*** Opening Data records ***

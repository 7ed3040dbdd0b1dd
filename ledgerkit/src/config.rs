//! Configuration loading, the first-wins [`Configuration`] holder, and
//! default template generation.
//!
//! # Configuration File Format
//!
//! ```toml
//! api_url = "$LEDGERKIT_API_URL"
//! timeout_secs = 30
//! network = "testnet"
//!
//! [chains.xrpl]
//! network = "testnet"
//! wallet = "xaman"
//!
//! [chains.aptos]
//! network = "testnet"
//! ```
//!
//! Keys the SDK does not know are kept and reachable through [`Config::get`].

use std::collections::BTreeMap;
use std::path::Path;
use std::sync::OnceLock;

use serde::{Deserialize, Serialize};

use crate::chain::ChainsConfig;
use crate::error::Error;

/// Environment variable consulted when `api_url` is absent from the file.
pub const API_URL_ENV: &str = "LEDGERKIT_API_URL";

const DEFAULT_API_URL: &str = "http://localhost:8080";

/// SDK configuration.
#[derive(Debug, Clone, PartialEq, Serialize, Deserialize)]
pub struct Config {
    /// Base URL every service path is joined onto.
    #[serde(default = "default_api_url")]
    pub api_url: String,
    /// Per-request timeout in seconds (default: 30).
    #[serde(default = "default_timeout_secs")]
    pub timeout_secs: u64,
    /// Bearer token attached to every request.
    #[serde(default, skip_serializing_if = "Option::is_none")]
    pub api_token: Option<String>,
    /// Default network for providers created without an explicit one.
    #[serde(default = "default_network")]
    pub network: String,
    /// Pre-declared chain providers.
    #[serde(default, skip_serializing_if = "chains_is_empty")]
    pub chains: ChainsConfig,
    /// Any other top-level key.
    #[serde(flatten)]
    pub extra: BTreeMap<String, toml::Value>,
}

fn default_api_url() -> String {
    std::env::var(API_URL_ENV)
        .ok()
        .filter(|v| !v.trim().is_empty())
        .unwrap_or_else(|| DEFAULT_API_URL.to_owned())
}

const fn default_timeout_secs() -> u64 {
    30
}

fn default_network() -> String {
    "testnet".to_owned()
}

fn chains_is_empty(chains: &ChainsConfig) -> bool {
    chains.is_empty()
}

impl Default for Config {
    fn default() -> Self {
        Self {
            api_url: default_api_url(),
            timeout_secs: default_timeout_secs(),
            api_token: None,
            network: default_network(),
            chains: ChainsConfig::default(),
            extra: BTreeMap::new(),
        }
    }
}

impl Config {
    /// Value of an extra (non-typed) key.
    #[must_use]
    pub fn get(&self, key: &str) -> Option<&toml::Value> {
        self.extra.get(key)
    }

    /// Set an extra key, returning the previous value.
    pub fn set(&mut self, key: impl Into<String>, value: impl Into<toml::Value>) -> Option<toml::Value> {
        self.extra.insert(key.into(), value.into())
    }

    /// Replace `$VAR` / `${VAR}` references in string settings with the
    /// referenced environment values.
    fn resolve_env_refs(mut self) -> Result<Self, Error> {
        self.api_url = resolve_env(&self.api_url)?;
        self.api_token = self.api_token.as_deref().map(resolve_env).transpose()?;
        Ok(self)
    }
}

/// Holder keeping the first configuration it is given.
///
/// Construct one explicitly and pass it where it is needed; it is safe to
/// share between threads.
#[derive(Debug, Default)]
pub struct Configuration {
    instance: OnceLock<Config>,
}

impl Configuration {
    /// Creates an uninitialised holder.
    #[must_use]
    pub const fn new() -> Self {
        Self {
            instance: OnceLock::new(),
        }
    }

    /// Store `config` if nothing is stored yet, then return what is stored.
    ///
    /// Once initialised, later values are ignored. Returns `None` only when
    /// no configuration has ever been supplied.
    pub fn get_instance(&self, config: Option<Config>) -> Option<&Config> {
        if let Some(config) = config
            && self.instance.set(config).is_err()
        {
            tracing::debug!("configuration already initialised, ignoring new value");
        }
        self.instance.get()
    }

    /// The stored configuration, shared.
    #[must_use]
    pub fn get_config(&self) -> Option<&Config> {
        self.instance.get()
    }
}

/// Resolve an environment-variable reference (`$VAR` or `${VAR}`), returning
/// the literal string unchanged if it does not match either pattern.
///
/// # Errors
///
/// Returns [`Error::Config`] if the referenced variable is not set.
pub fn resolve_env(value: &str) -> Result<String, Error> {
    let var_name = value
        .strip_prefix("${")
        .and_then(|v| v.strip_suffix('}'))
        .or_else(|| {
            value
                .strip_prefix('$')
                .filter(|v| !v.is_empty() && v.chars().all(|c| c.is_alphanumeric() || c == '_'))
        });
    match var_name {
        Some(var_name) => std::env::var(var_name).map_err(|_| {
            Error::config(format!(
                "env var '{var_name}' not found (referenced as '{value}')"
            ))
        }),
        None => Ok(value.to_owned()),
    }
}

/// Load configuration from a TOML file at the given path.
///
/// Values not present in the file fall back to environment variables
/// (`LEDGERKIT_API_URL`) and then to hardcoded defaults.
///
/// # Errors
///
/// Returns an error if the file cannot be resolved, read, or parsed, or if
/// it references an unset environment variable.
pub fn load_config(path: &Path) -> Result<Config, Error> {
    let config_path = path.canonicalize().map_err(|e| {
        Error::config_with(
            format!("failed to resolve config path '{}'", path.display()),
            e,
        )
    })?;
    let content = std::fs::read_to_string(&config_path).map_err(|e| {
        Error::config_with(
            format!("failed to read config file '{}'", config_path.display()),
            e,
        )
    })?;
    let config: Config = toml::from_str(&content).map_err(|e| {
        Error::config_with(
            format!("failed to parse TOML config '{}'", config_path.display()),
            e,
        )
    })?;
    tracing::debug!(path = %config_path.display(), "configuration loaded");
    config.resolve_env_refs()
}

/// Generate a default TOML configuration template.
///
/// The output includes a commented section for every chain family enabled
/// at compile time.
#[must_use]
pub fn generate_default_config() -> String {
    let mut config = String::from(
        r#"# ledgerkit configuration

# Base URL of the account API. Supports "$VAR" / "${VAR}" references.
# Falls back to the LEDGERKIT_API_URL environment variable.
api_url = "http://localhost:8080"

# Per-request timeout in seconds.
timeout_secs = 30

# Bearer token sent with every request.
# api_token = "$LEDGERKIT_API_TOKEN"

# Network used when a command does not name one.
network = "testnet"
"#,
    );

    #[cfg(feature = "chain-xrpl")]
    config.push_str(
        r#"
# ── XRP Ledger ──────────────────────────────────────────────────────
# network: mainnet | testnet | devnet | <rpc url>

[chains.xrpl]
network = "testnet"
wallet = "xaman"
"#,
    );

    #[cfg(feature = "chain-aptos")]
    config.push_str(
        r#"
# ── Aptos ───────────────────────────────────────────────────────────
# network: mainnet | testnet | devnet | local | <fullnode url>

[chains.aptos]
network = "testnet"
"#,
    );

    config
}

#[cfg(test)]
mod tests {
    use std::io::Write;

    use super::*;

    fn config_with_url(url: &str) -> Config {
        Config {
            api_url: url.to_owned(),
            ..Config::default()
        }
    }

    #[test]
    fn first_supplied_configuration_wins() {
        let holder = Configuration::new();
        let x = config_with_url("https://x.example");
        let y = config_with_url("https://y.example");

        assert_eq!(holder.get_instance(Some(x.clone())), Some(&x));
        assert_eq!(holder.get_instance(Some(y)), Some(&x));
        assert_eq!(holder.get_instance(None), Some(&x));
        assert_eq!(holder.get_config(), Some(&x));
    }

    #[test]
    fn uninitialised_holder_is_empty() {
        let holder = Configuration::default();
        assert!(holder.get_instance(None).is_none());
        assert!(holder.get_config().is_none());
    }

    #[test]
    fn resolve_env_literal_and_missing() {
        assert_eq!(resolve_env("https://api.example").unwrap(), "https://api.example");
        assert_eq!(resolve_env("$").unwrap(), "$");
        assert_eq!(resolve_env("$not a var").unwrap(), "$not a var");

        let err = resolve_env("${LEDGERKIT_TEST_SURELY_UNSET_VAR}").unwrap_err();
        assert!(err.to_string().contains("LEDGERKIT_TEST_SURELY_UNSET_VAR"));
        assert!(resolve_env("$LEDGERKIT_TEST_SURELY_UNSET_VAR").is_err());
    }

    #[test]
    fn resolve_env_reads_set_variable() {
        let Ok(path) = std::env::var("PATH") else {
            return;
        };
        assert_eq!(resolve_env("$PATH").unwrap(), path);
        assert_eq!(resolve_env("${PATH}").unwrap(), path);
    }

    #[test]
    fn load_config_from_file() {
        let mut file = tempfile::NamedTempFile::new().unwrap();
        write!(
            file,
            r#"
            api_url = "https://api.example.com/v1"
            timeout_secs = 5
            network = "devnet"
            region = "eu-west"
            "#
        )
        .unwrap();

        let config = load_config(file.path()).unwrap();
        assert_eq!(config.api_url, "https://api.example.com/v1");
        assert_eq!(config.timeout_secs, 5);
        assert_eq!(config.network, "devnet");
        assert!(config.api_token.is_none());
        assert_eq!(config.get("region").and_then(toml::Value::as_str), Some("eu-west"));
    }

    #[test]
    fn load_config_reports_missing_file() {
        let dir = tempfile::tempdir().unwrap();
        let err = load_config(&dir.path().join("absent.toml")).unwrap_err();
        assert!(matches!(err, Error::Config(ref m) if m.contains("absent.toml")));
    }

    #[test]
    fn load_config_reports_unset_env_reference() {
        let mut file = tempfile::NamedTempFile::new().unwrap();
        writeln!(file, r#"api_token = "$LEDGERKIT_TEST_SURELY_UNSET_TOKEN""#).unwrap();
        let err = load_config(file.path()).unwrap_err();
        assert!(err.to_string().contains("LEDGERKIT_TEST_SURELY_UNSET_TOKEN"));
    }

    #[test]
    fn extra_keys_can_be_set() {
        let mut config = Config::default();
        assert!(config.set("retries", 3_i64).is_none());
        assert_eq!(config.get("retries"), Some(&toml::Value::Integer(3)));
        assert_eq!(config.set("retries", 4_i64), Some(toml::Value::Integer(3)));
    }

    #[test]
    fn default_template_parses() {
        let config: Config = toml::from_str(&generate_default_config()).unwrap();
        assert_eq!(config.timeout_secs, 30);
        assert_eq!(config.network, "testnet");
        assert!(config.extra.is_empty());
        #[cfg(all(feature = "chain-xrpl", feature = "chain-aptos"))]
        assert_eq!(config.chains.len(), 2);
    }
}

*** Closing Data records ***

**Required action:**
Pull each line that includes the word "OnceLock" out of the material above.

**Solution for this exercise:**
use std::sync::OnceLock;
    instance: OnceLock<Config>,
            instance: OnceLock::new(),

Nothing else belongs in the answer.